税務・会計情報

年末調整 ~住宅借入金等特別控除~

 年末調整の時期が近づいてきました。先日もある企業に訪問し、年末調整の説明会を行ってきましたが、この作業が始まると一年の終わりが迫っているなと実感します。
 今回の税務会計情報では、年末調整のなかでも「住宅借入金等の特別控除」について確認したいと思います。

【概要】
住宅借入金等特別控除とは、住宅ローン等を利用して、マイホームの取得等をし一定の要件を満たした場合に、所得税額から住宅ローン残高を基に計算した金額を控除することが出来る制度です。

【適用要件】
居住者が新築又は建築後使用されたことのない住宅を取得した場合に、次のすべての要件を満たす必要があります。

(1)新築又は取得の日から6か月以内に居住の用に供し、適用を受ける各年の12月31日まで引続いて住んでいる。
(2)適用を受ける年分の合計所得金額が、3千万円以下。
(3)住宅の床面積が50平方メートル以上であり、半分以上が専ら自己の居住の用に供するもの。
(4)10年以上にわたり分割して返済する方法になっている一定の借入金又は債務がある。
(5)居住の用に供した年とその前後の2年ずつ5年間に、居住用財産の譲渡の特例の適用を受けていない。

【適用を受けるための手続き】
適用を受けるためには、必要事項を記載した確定申告書及び添付書類を所轄税務署長に提出する必要があります。
なお、給与所得者は、確定申告をした年分の翌年以降の年分については年末調整にて適用を受けることができます。

【添付書類】
(1)敷地の取得がない場合
①住民票の写し
②借入金の年末残高等証明書
③家屋の登記事項証明書、請負契約書の写し、売買契約書の写し等※
④補助金等の交付を受ける場合・住宅取得等資金の贈与の特例の適用がある場合・連帯債務がある場合には、各計算明細書

(2)敷地の取得に係る住宅借入金等がある場合
(上記①~③に加え、次の書類が必要です)
⑤敷地の登記事項証明書、売買契約書の写し等
⑥建築条件付きで購入した敷地の場合には、敷地の分譲に係る契約書等
⑦家屋の新築の日前2年以内に購入した敷地の場合は一定の書類

【Q&A】
Q1 
親から住宅取得資金の贈与を受け、贈与税の計算において「住宅取得等資金の贈与税の非課税」又は「相続時精算課税選択の特例」(以下、住宅取得等資金の贈与の特例)を受けようと思います。この場合、住宅借入金等特別控除額の計算に影響はありますか?
A1 
住宅取得等資金の贈与の特例を受けた場合には、その特例を受けた部分の金額を家屋の取得対価の額又は土地等の取得対価の額から控除することになります。

Q2 
私は現在アメリカに住んでいます。日本に一時帰国し国内に住宅を購入した場合、住宅借入金等特別控除の適用を受けることができますか?
A2 
住宅借入金等特別控除は、居住者が一定の要件を満たす住宅を取得等をし、その他の一定の要件を満たす場合に適用を受けることができます。
したがって、住宅の取得の日と考えられる家屋の引き渡しを受ける日において居住者に該当する場合は、適用を受けることができます。
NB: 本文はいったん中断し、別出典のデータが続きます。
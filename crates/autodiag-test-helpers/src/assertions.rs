//! Assertion macros for telemetry and prediction tests.

/// Assert that two floating-point values are approximately equal.
///
/// # Example
///
/// ```rust
/// use autodiag_test_helpers::assert_approx_eq;
///
/// assert_approx_eq!(74.9_f64, 75.0 - 0.1, 1e-9);
/// ```
#[macro_export]
macro_rules! assert_approx_eq {
    ($left:expr, $right:expr, $tolerance:expr $(,)?) => {
        let left = $left;
        let right = $right;
        let tolerance = $tolerance;
        let diff = (left - right).abs();
        if !(diff <= tolerance) {
            panic!(
                "assertion failed: `(left ≈ right)`\n  left: `{:?}`,\n right: `{:?}`,\n  diff: `{:?}`,\n  tolerance: `{:?}`",
                left, right, diff, tolerance
            );
        }
    };
    ($left:expr, $right:expr, $tolerance:expr, $($arg:tt)+) => {
        let left = $left;
        let right = $right;
        let tolerance = $tolerance;
        let diff = (left - right).abs();
        if !(diff <= tolerance) {
            panic!(
                "assertion failed: `(left ≈ right)`\n  left: `{:?}`,\n right: `{:?}`,\n  diff: `{:?}`,\n  tolerance: `{:?}`: {}",
                left, right, diff, tolerance, format_args!($($arg)+)
            );
        }
    };
}

/// Assert that a value lies in a range.
///
/// # Example
///
/// ```rust
/// use autodiag_test_helpers::assert_in_range;
///
/// assert_in_range!(90.25, 85.0..=120.0);
/// ```
#[macro_export]
macro_rules! assert_in_range {
    ($value:expr, $range:expr $(,)?) => {
        let value = $value;
        let range = $range;
        if !range.contains(&value) {
            panic!("assertion failed: value {:?} is not in range {:?}", value, range);
        }
    };
    ($value:expr, $range:expr, $($arg:tt)+) => {
        let value = $value;
        let range = $range;
        if !range.contains(&value) {
            panic!(
                "assertion failed: value {:?} is not in range {:?}: {}",
                value, range, format_args!($($arg)+)
            );
        }
    };
}

/// Assert that a string contains a substring.
///
/// # Example
///
/// ```rust
/// use autodiag_test_helpers::assert_contains;
///
/// assert_contains!("- Engine RPM: 800 RPM", "800 RPM");
/// ```
#[macro_export]
macro_rules! assert_contains {
    ($haystack:expr, $needle:expr $(,)?) => {
        let haystack = $haystack;
        let needle = $needle;
        if !haystack.contains(needle) {
            panic!(
                "assertion failed: string does not contain substring\n  haystack: `{:?}`\n  needle: `{:?}`",
                haystack, needle
            );
        }
    };
}

/// Assert that a result failed with the given error kind, returning the error.
///
/// Works with any error type exposing `kind()`.
#[macro_export]
macro_rules! assert_err_kind {
    ($result:expr, $kind:expr $(,)?) => {
        match $result {
            Err(e) => {
                if e.kind() != $kind {
                    panic!(
                        "assertion failed: expected error kind {:?}, got {:?} ({})",
                        $kind,
                        e.kind(),
                        e
                    );
                }
                e
            }
            Ok(v) => panic!("assertion failed: expected Err({:?}), got Ok({:?})", $kind, v),
        }
    };
}
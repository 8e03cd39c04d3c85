//! The simulation transition.

use crate::config::SimulationConfig;
use crate::random::RandomSource;
use crate::state::{RpmSample, VehicleState};

/// Advance `prev` by one tick.
///
/// Every channel is computed from `prev`, never from another channel's new
/// value. Draws are consumed in a fixed order (rpm, engine temperature, oil
/// pressure, battery voltage, tire pressure) so a seeded source replays a run
/// exactly. Fuel takes no draw.
///
/// # Example
///
/// ```
/// use autodiag_telemetry::{FixedRandom, SimulationConfig, VehicleState, tick};
///
/// let config = SimulationConfig::default();
/// let mut random = FixedRandom::new(0.5);
/// let start = VehicleState::initial(&config, &mut random);
/// let next = tick(&start, &config, &mut random);
///
/// assert!((next.engine_temp - 90.25).abs() < 1e-9);
/// assert!((next.fuel_level - 74.9).abs() < 1e-9);
/// assert_eq!(next.rpm_history.len(), 20);
/// ```
pub fn tick<R: RandomSource + ?Sized>(
    prev: &VehicleState,
    config: &SimulationConfig,
    random: &mut R,
) -> VehicleState {
    let rpm = config.rpm.step(prev.rpm, random.next_unit());
    let mut rpm_history = prev.rpm_history.clone();
    rpm_history.push(RpmSample::current(rpm));

    let engine_temp = config.engine_temp.step(prev.engine_temp, random.next_unit());
    let oil_pressure = config.oil_pressure.step(prev.oil_pressure, random.next_unit());
    let battery_voltage = config.battery_voltage.sample(random.next_unit());
    let tire_pressure = config
        .tire_pressure
        .step(prev.tire_pressure, random.next_unit());

    let (fuel_min, fuel_max) = SimulationConfig::FUEL_RANGE;
    let fuel_level = (prev.fuel_level - config.fuel_burn_per_tick)
        .max(fuel_min)
        .min(fuel_max);

    VehicleState {
        engine_temp,
        oil_pressure,
        rpm,
        fuel_level,
        battery_voltage,
        tire_pressure,
        rpm_history,
    }
}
「居住者」とは、国内に住所を有し、又は、現在まで引続き1年以上居所を有する個人をいいます。
また、住所とは。個人の生活の本拠をいい、生活の本拠かどうかは客観的事実によって判定することになります。

Q3
「給与所得者の住宅借入金等特別控除申告書」や「年末調整のための住宅借入金等控除証明書」の交付を受けるためにはどのようにすればいいですか?
A3
確定申告書に添付する「住宅借入金等特別控除額の計算明細書」の8控除証明書の要否の欄の要するの文字を丸で囲んでください。

Q4  
税務署から送付された「給与所得者の住宅借入金等特別控除申告書」を紛失してしまいました。
A4  
あなたの納税地を所轄する税務署長に「年末調整のための住宅借入金等特別控除関係書類の交付申請書」を提出することにより、再交付を受けることができます。